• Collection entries
####################
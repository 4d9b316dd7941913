//! The Combat Results Table.
//!
//! The table maps a combat-skill difference bucket and a random digit to
//! an endurance-loss pair for each side. Exact numeric contents are game
//! content, so the table arrives as external configuration and is
//! validated here at load time; once constructed it is total over every
//! (ratio, digit) pair via clamping.

use serde::{Deserialize, Serialize};

use crate::error::{CombatError, CombatResult};

/// Endurance losses for one (bucket, digit) cell.
#[derive(Debug, Clone, Copy, PartialEq, Eq, Serialize, Deserialize)]
pub struct LossPair {
    /// Endurance the character loses this round.
    pub character: u32,
    /// Endurance the enemy loses this round.
    pub enemy: u32,
}

/// One contiguous range of combat-ratio values and its ten loss pairs.
#[derive(Debug, Clone, PartialEq, Eq, Serialize, Deserialize)]
pub struct RatioBucket {
    /// Lowest combat ratio this bucket covers (inclusive).
    pub min_ratio: i32,
    /// Highest combat ratio this bucket covers (inclusive).
    pub max_ratio: i32,
    /// Loss pairs indexed by random digit 0–9; must hold exactly ten.
    pub losses: Vec<LossPair>,
}

/// A validated Combat Results Table.
///
/// Termination precondition: the resolver imposes no round cap of its
/// own, so the table must yield a strictly positive combined loss for
/// every reachable (bucket, digit) pair — or callers must set
/// `ResolveOptions::max_rounds` and accept a stall error instead.
#[derive(Debug, Clone, PartialEq, Eq, Serialize)]
pub struct ResultsTable {
    buckets: Vec<RatioBucket>,
}

impl ResultsTable {
    /// Validate raw bucket configuration into a usable table.
    ///
    /// Fails with [`CombatError::InvalidTable`] listing every violation:
    /// empty table, a bucket with `min > max` or without exactly ten loss
    /// pairs, or buckets that are unordered, overlapping, or gapped.
    pub fn new(buckets: Vec<RatioBucket>) -> CombatResult<Self> {
        let mut violations = Vec::new();

        if buckets.is_empty() {
            violations.push("table has no buckets".to_string());
        }

        for (i, bucket) in buckets.iter().enumerate() {
            if bucket.min_ratio > bucket.max_ratio {
                violations.push(format!(
                    "bucket {i} has min_ratio {} > max_ratio {}",
                    bucket.min_ratio, bucket.max_ratio
                ));
            }
            if bucket.losses.len() != 10 {
                violations.push(format!(
                    "bucket {i} has {} loss pairs, expected 10 (digits 0-9)",
                    bucket.losses.len()
                ));
            }
        }

        for pair in buckets.windows(2) {
            let (a, b) = (&pair[0], &pair[1]);
            if b.min_ratio != a.max_ratio + 1 {
                violations.push(format!(
                    "bucket covering {}..={} is not contiguous with bucket covering {}..={}",
                    a.min_ratio, a.max_ratio, b.min_ratio, b.max_ratio
                ));
            }
        }

        if violations.is_empty() {
            Ok(Self { buckets })
        } else {
            Err(CombatError::InvalidTable(violations))
        }
    }

    /// Parse and validate a table from JSON bucket configuration.
    pub fn from_json(json: &str) -> CombatResult<Self> {
        let buckets: Vec<RatioBucket> = serde_json::from_str(json)?;
        Self::new(buckets)
    }

    /// Look up the loss pair for a combat ratio and digit.
    ///
    /// Ratios outside the covered range clamp to the nearest bucket;
    /// digits above 9 clamp to 9. Total for any validated table.
    pub fn lookup(&self, ratio: i32, digit: u8) -> LossPair {
        let clamped = ratio.clamp(
            self.buckets[0].min_ratio,
            self.buckets[self.buckets.len() - 1].max_ratio,
        );
        let bucket = self
            .buckets
            .iter()
            .find(|b| clamped >= b.min_ratio && clamped <= b.max_ratio)
            .unwrap_or(&self.buckets[0]);
        bucket.losses[usize::from(digit.min(9))]
    }

    /// The ratio range the table covers before clamping.
    pub fn covered_range(&self) -> (i32, i32) {
        (
            self.buckets[0].min_ratio,
            self.buckets[self.buckets.len() - 1].max_ratio,
        )
    }
}

#[cfg(test)]
mod tests {
    use super::*;

    /// A small three-bucket table: losses encode their origin so lookups
    /// are easy to assert on (character loss = bucket index, enemy loss =
    /// digit).
    fn test_table() -> ResultsTable {
        let bucket = |idx: u32, min: i32, max: i32| RatioBucket {
            min_ratio: min,
            max_ratio: max,
            losses: (0..10)
                .map(|d| LossPair {
                    character: idx,
                    enemy: d,
                })
                .collect(),
        };
        ResultsTable::new(vec![
            bucket(0, -5, -1),
            bucket(1, 0, 0),
            bucket(2, 1, 5),
        ])
        .unwrap()
    }

    #[test]
    fn lookup_by_bucket_and_digit() {
        let table = test_table();
        assert_eq!(table.lookup(-3, 4), LossPair { character: 0, enemy: 4 });
        assert_eq!(table.lookup(0, 9), LossPair { character: 1, enemy: 9 });
        assert_eq!(table.lookup(3, 0), LossPair { character: 2, enemy: 0 });
    }

    #[test]
    fn lookup_clamps_ratio() {
        let table = test_table();
        assert_eq!(table.lookup(-40, 2).character, 0);
        assert_eq!(table.lookup(40, 2).character, 2);
    }

    #[test]
    fn covered_range() {
        assert_eq!(test_table().covered_range(), (-5, 5));
    }

    #[test]
    fn empty_table_rejected() {
        let err = ResultsTable::new(vec![]).unwrap_err();
        match err {
            CombatError::InvalidTable(violations) => {
                assert!(violations[0].contains("no buckets"));
            }
            other => panic!("unexpected error: {other}"),
        }
    }

    #[test]
    fn wrong_digit_count_rejected() {
        let err = ResultsTable::new(vec![RatioBucket {
            min_ratio: 0,
            max_ratio: 0,
            losses: vec![LossPair { character: 1, enemy: 1 }; 9],
        }])
        .unwrap_err();
        match err {
            CombatError::InvalidTable(violations) => {
                assert!(violations[0].contains("9 loss pairs"));
            }
            other => panic!("unexpected error: {other}"),
        }
    }

    #[test]
    fn gap_between_buckets_rejected() {
        let losses = || vec![LossPair { character: 0, enemy: 1 }; 10];
        let err = ResultsTable::new(vec![
            RatioBucket {
                min_ratio: -5,
                max_ratio: -1,
                losses: losses(),
            },
            RatioBucket {
                min_ratio: 1,
                max_ratio: 5,
                losses: losses(),
            },
        ])
        .unwrap_err();
        match err {
            CombatError::InvalidTable(violations) => {
                assert!(violations[0].contains("not contiguous"));
            }
            other => panic!("unexpected error: {other}"),
        }
    }

    #[test]
    fn overlapping_buckets_rejected() {
        let losses = || vec![LossPair { character: 0, enemy: 1 }; 10];
        let result = ResultsTable::new(vec![
            RatioBucket {
                min_ratio: -5,
                max_ratio: 0,
                losses: losses(),
            },
            RatioBucket {
                min_ratio: 0,
                max_ratio: 5,
                losses: losses(),
            },
        ]);
        assert!(result.is_err());
    }

    #[test]
    fn inverted_bucket_rejected() {
        let result = ResultsTable::new(vec![RatioBucket {
            min_ratio: 5,
            max_ratio: -5,
            losses: vec![LossPair { character: 0, enemy: 1 }; 10],
        }]);
        assert!(result.is_err());
    }

    #[test]
    fn all_violations_collected() {
        let err = ResultsTable::new(vec![
            RatioBucket {
                min_ratio: 3,
                max_ratio: 0,
                losses: vec![LossPair { character: 0, enemy: 1 }; 4],
            },
            RatioBucket {
                min_ratio: 9,
                max_ratio: 9,
                losses: vec![LossPair { character: 0, enemy: 1 }; 10],
            },
        ])
        .unwrap_err();
        match err {
            CombatError::InvalidTable(violations) => {
                // Inverted range, wrong pair count, and the gap.
                assert_eq!(violations.len(), 3);
            }
            other => panic!("unexpected error: {other}"),
        }
    }

    #[test]
    fn from_json() {
        let json = r#"[
            {
                "min_ratio": 0,
                "max_ratio": 0,
                "losses": [
                    {"character": 0, "enemy": 1}, {"character": 0, "enemy": 1},
                    {"character": 0, "enemy": 1}, {"character": 0, "enemy": 1},
                    {"character": 0, "enemy": 1}, {"character": 0, "enemy": 1},
                    {"character": 0, "enemy": 1}, {"character": 0, "enemy": 1},
                    {"character": 0, "enemy": 1}, {"character": 0, "enemy": 1}
                ]
            }
        ]"#;
        let table = ResultsTable::from_json(json).unwrap();
        assert_eq!(table.lookup(0, 5), LossPair { character: 0, enemy: 1 });
    }

    #[test]
    fn from_json_negative_loss_rejected() {
        // Losses are unsigned; negative content fails at parse time.
        let json = r#"[
            {"min_ratio": 0, "max_ratio": 0,
             "losses": [{"character": -1, "enemy": 1}]}
        ]"#;
        assert!(matches!(
            ResultsTable::from_json(json),
            Err(CombatError::TableParse(_))
        ));
    }
}
//! Error types for the play session.

use thiserror::Error;

/// Result type for engine operations.
pub type EngineResult<T> = Result<T, EngineError>;

/// Errors that can occur while running a play session.
#[derive(Debug, Error)]
pub enum EngineError {
    /// The selected choice index is not in the current eligible set.
    #[error("invalid choice: {0}")]
    InvalidChoice(usize),

    /// The session has reached a terminal section; no transitions remain.
    #[error("session is over; no further transitions")]
    SessionOver,

    /// A fight was requested outside a combat section.
    #[error("not in combat")]
    NotInCombat,

    /// A choice was selected while the section's combat is unresolved.
    #[error("combat must be resolved before choosing")]
    CombatPending,

    /// Core data error.
    #[error(transparent)]
    Core(#[from] gb_core::CoreError),

    /// Combat resolution error.
    #[error(transparent)]
    Combat(#[from] gb_combat::CombatError),
}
####################
• Brief
Write down every line of the data above that includes the string "validated".

• Response area
//! validated here at load time; once constructed it is total over every
/// A validated Combat Results Table.
    /// digits above 9 clamp to 9. Total for any validated table.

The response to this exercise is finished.